#1
Afternoon fellas, ive had my guitar ( Ibanez RG321MH ) for about a month now and i remember my guitar tutor mentioning to me at my last lesson that i should change the guitar strings for new ones.

Are the strings you get with any new guitar of a lower quality than the ones you can buy? Ive had no problem with them so far and they sound fine to me, but then i am a beginner so i probably wouldnt tell the difference.

Should you also get a new guitar set-up professionally? The tutor was having a go with my guitar and he mentioned that some of the higher strings needed lowering as the action was too high. I have personally had to raise the action of both the E and A string as they would buzz around the 4/5th fret both when fretted and when played open.

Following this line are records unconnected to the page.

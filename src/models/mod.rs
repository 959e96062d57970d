// Data models for Taiga API resources

pub mod common;
pub mod epic;
pub mod project;
pub mod status;
pub mod task;
pub mod user;
pub mod userstory;

pub use common::{ProjectExtraInfo, RefExtraInfo, StatusExtraInfo, UserExtraInfo};
pub use epic::{CreateEpicRequest, Epic};
pub use project::{MemberUserInfo, Project, ProjectMember};
pub use status::Status;
pub use task::{CreateTaskRequest, Task, UpdateTaskRequest};
pub use user::User;
pub use userstory::{CreateUserStoryRequest, UpdateUserStoryRequest, UserStory};
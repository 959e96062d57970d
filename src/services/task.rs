use crate::error::Result;
use crate::http_client::TaigaClient;
use crate::models::{CreateTaskRequest, Status, Task, UpdateTaskRequest};

/// Tasks endpoints
pub struct TaskService<'a> {
    client: &'a TaigaClient,
}

impl<'a> TaskService<'a> {
    pub fn new(client: &'a TaigaClient) -> Self {
        Self { client }
    }

    /// All tasks attached to a user story
    pub async fn list_tasks(&self, user_story_id: i64) -> Result<Vec<Task>> {
        self.client
            .get("/tasks", &[("user_story", user_story_id.to_string())])
            .await
    }

    pub async fn get_task(&self, task_id: i64) -> Result<Task> {
        self.client.get(&format!("/tasks/{}", task_id), &[]).await
    }

    pub async fn create_task(&self, request: &CreateTaskRequest) -> Result<Task> {
        self.client.post("/tasks", request).await
    }

    pub async fn update_task(&self, task_id: i64, request: &UpdateTaskRequest) -> Result<Task> {
        self.client
            .patch(&format!("/tasks/{}", task_id), request)
            .await
    }

    pub async fn get_task_statuses(&self, project_id: i64) -> Result<Vec<Status>> {
        self.client
            .get("/task-statuses", &[("project", project_id.to_string())])
            .await
    }
}
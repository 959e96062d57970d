// Model Context Protocol surface

pub mod protocol;
pub mod server;
pub mod tools;

pub use server::McpServer;
pub use tools::ToolContext;
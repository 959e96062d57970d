// Credential resolution: call-site arguments override configured defaults

use crate::config::Config;
use crate::error::{Result, TaigaError};

use super::types::Credentials;

/// Resolve the effective credentials for an authentication attempt.
///
/// A non-empty explicit argument wins over the configured default. Fails
/// before any network activity when either half is still empty.
pub fn resolve(
    username: Option<&str>,
    password: Option<&str>,
    config: &Config,
) -> Result<Credentials> {
    let username = pick(username, &config.username);
    let password = pick(password, &config.password);

    if username.is_empty() || password.is_empty() {
        return Err(TaigaError::Authentication(
            "Username and password are required. \
             Please provide them or set TAIGA_USERNAME and TAIGA_PASSWORD environment variables."
                .to_string(),
        ));
    }

    Ok(Credentials {
        username: username.to_string(),
        password: password.to_string(),
    })
}

fn pick<'a>(explicit: Option<&'a str>, fallback: &'a str) -> &'a str {
    match explicit {
        Some(value) if !value.is_empty() => value,
        _ => fallback,
    }
}
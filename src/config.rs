use anyhow::Result;
use clap::Parser;

use crate::error::TaigaError;

pub const DEFAULT_API_URL: &str = "https://api.taiga.io/api/v1";
pub const DEFAULT_TOKEN_EXPIRATION: u64 = 86_400;
pub const DEFAULT_HTTP_TIMEOUT: u64 = 30;

/// Ten years; longer lifetimes are rejected
pub const MAX_TOKEN_EXPIRATION: u64 = 10 * 365 * 86_400;

/// Taiga MCP Server
#[derive(Parser, Debug)]
#[command(author, version, about, long_about = None)]
pub struct CliArgs {
    /// Taiga API base URL
    #[arg(long, env = "TAIGA_API_URL", default_value = DEFAULT_API_URL)]
    pub api_url: String,

    /// Taiga username or email
    #[arg(short = 'u', long, env = "TAIGA_USERNAME", default_value = "")]
    pub username: String,

    /// Taiga password
    #[arg(short = 'p', long, env = "TAIGA_PASSWORD", default_value = "", hide_env_values = true)]
    pub password: String,

    /// Enable debug logging
    #[arg(long, env = "DEBUG")]
    pub debug: bool,

    /// Auth token lifetime in seconds
    #[arg(long, env = "TOKEN_EXPIRATION", default_value = "86400")]
    pub token_expiration: u64,

    /// Log level (trace, debug, info, warn, error)
    #[arg(long, env = "LOG_LEVEL", default_value = "info")]
    pub log_level: String,

    /// HTTP request timeout in seconds
    #[arg(long, env = "HTTP_REQUEST_TIMEOUT", default_value = "30")]
    pub http_timeout: u64,
}

#[derive(Clone, Debug)]
pub struct Config {
    // Taiga API
    pub api_url: String,

    // Default credentials, overridable per authenticate call
    pub username: String,
    pub password: String,

    // Token lifetime
    pub token_expiration: u64,

    // HTTP client
    pub http_request_timeout: u64,

    // Debug
    pub debug: bool,
    pub log_level: String,
}

impl Default for Config {
    fn default() -> Self {
        Self {
            api_url: DEFAULT_API_URL.to_string(),
            username: String::new(),
            password: String::new(),
            token_expiration: DEFAULT_TOKEN_EXPIRATION,
            http_request_timeout: DEFAULT_HTTP_TIMEOUT,
            debug: false,
            log_level: "info".to_string(),
        }
    }
}

impl Config {
    /// Load configuration with priority: CLI > ENV (.env included) > defaults
    pub fn load() -> Result<Self> {
        dotenvy::dotenv().ok();

        let args = CliArgs::parse();
        Ok(Self::from_args(args))
    }

    pub fn from_args(args: CliArgs) -> Self {
        let log_level = if args.debug {
            "debug".to_string()
        } else {
            args.log_level
        };

        Config {
            api_url: normalize_api_url(&args.api_url),
            username: args.username,
            password: args.password,
            token_expiration: args.token_expiration,
            http_request_timeout: args.http_timeout,
            debug: args.debug,
            log_level,
        }
    }

    /// Validate configuration
    pub fn validate(&self) -> std::result::Result<(), TaigaError> {
        if !(self.api_url.starts_with("http://") || self.api_url.starts_with("https://")) {
            return Err(TaigaError::Config(format!(
                "TAIGA_API_URL must be an http(s) URL, got '{}'",
                self.api_url
            )));
        }

        if self.token_expiration == 0 || self.token_expiration > MAX_TOKEN_EXPIRATION {
            return Err(TaigaError::Config(format!(
                "TOKEN_EXPIRATION must be between 1 and {} seconds, got {}",
                MAX_TOKEN_EXPIRATION, self.token_expiration
            )));
        }

        if self.http_request_timeout == 0 {
            return Err(TaigaError::Config(
                "HTTP_REQUEST_TIMEOUT must be greater than zero".to_string(),
            ));
        }

        Ok(())
    }

    /// Whether default credentials are present in the environment
    pub fn has_default_credentials(&self) -> bool {
        !self.username.is_empty() && !self.password.is_empty()
    }
}

/// Strip surrounding whitespace and trailing slashes so paths can be appended
fn normalize_api_url(url: &str) -> String {
    url.trim().trim_end_matches('/').to_string()
}

#[cfg(test)]
mod tests {
    use super::*;

    fn args(extra: &[&str]) -> CliArgs {
        let mut argv = vec!["taiga-mcp"];
        argv.extend_from_slice(extra);
        CliArgs::parse_from(argv)
    }

    #[test]
    fn test_normalize_api_url() {
        assert_eq!(
            normalize_api_url("https://api.taiga.io/api/v1/"),
            "https://api.taiga.io/api/v1"
        );
        assert_eq!(
            normalize_api_url("  http://localhost:9000/api/v1//  "),
            "http://localhost:9000/api/v1"
        );
        assert_eq!(normalize_api_url(DEFAULT_API_URL), DEFAULT_API_URL);
    }

    #[test]
    fn test_default_config() {
        let config = Config::default();
        assert_eq!(config.api_url, "https://api.taiga.io/api/v1");
        assert_eq!(config.token_expiration, 86400);
        assert_eq!(config.http_request_timeout, 30);
        assert!(!config.debug);
        assert!(!config.has_default_credentials());
    }

    #[test]
    fn test_from_args_with_flags() {
        let config = Config::from_args(args(&[
            "--api-url",
            "http://localhost:8000/api/v1/",
            "-u",
            "alice",
            "-p",
            "secret",
            "--token-expiration",
            "60",
        ]));
        assert_eq!(config.api_url, "http://localhost:8000/api/v1");
        assert_eq!(config.username, "alice");
        assert_eq!(config.password, "secret");
        assert_eq!(config.token_expiration, 60);
        assert!(config.has_default_credentials());
    }

    #[test]
    fn test_debug_forces_debug_log_level() {
        let config = Config::from_args(args(&["--debug", "--log-level", "warn"]));
        assert!(config.debug);
        assert_eq!(config.log_level, "debug");

        let config = Config::from_args(args(&["--log-level", "warn"]));
        assert_eq!(config.log_level, "warn");
    }

    #[test]
    fn test_validate_rejects_bad_url() {
        let config = Config {
            api_url: "ftp://example.com".to_string(),
            ..Config::default()
        };
        let err = config.validate().unwrap_err();
        assert!(err.to_string().contains("TAIGA_API_URL"));
    }

    #[test]
    fn test_validate_rejects_zero_durations() {
        let config = Config {
            token_expiration: 0,
            ..Config::default()
        };
        assert!(config.validate().is_err());

        let config = Config {
            http_request_timeout: 0,
            ..Config::default()
        };
        assert!(config.validate().is_err());

        assert!(Config::default().validate().is_ok());
    }

    #[test]
    fn test_validate_bounds_token_expiration() {
        let config = Config {
            token_expiration: 10_000_000_000_000,
            ..Config::default()
        };
        let err = config.validate().unwrap_err();
        assert!(matches!(err, TaigaError::Config(_)));
        assert!(err.to_string().contains("TOKEN_EXPIRATION"));

        let config = Config {
            token_expiration: MAX_TOKEN_EXPIRATION,
            ..Config::default()
        };
        assert!(config.validate().is_ok());

        let config = Config {
            token_expiration: MAX_TOKEN_EXPIRATION + 1,
            ..Config::default()
        };
        assert!(config.validate().is_err());
    }
}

Is it worth taking it somewhere so they can have a mess with it, or should i carry on with it as it is seeing how i think its ok?

Thanks

AdamC
#2
If you like how it plays - keep it.

Don't be afraid to experiment though - raise the action, lower the action, change strings, de-tune strings - just experiment, play around with your instrument and find out what you like - not what your guitar teacher likes.

Once you've messed around with it and know what it is you want - take it to the shop and tell them how you'd like it set-up - and then it'll be professionaly set-up to your preference.
#3
Change them.

Then you'll know what new strings sound like, and you'll be able to judge for yourself better when to change in the future.

You get nutcases who change their strings every week, but for most people it's either when they snap or about once every 4-6 weeks.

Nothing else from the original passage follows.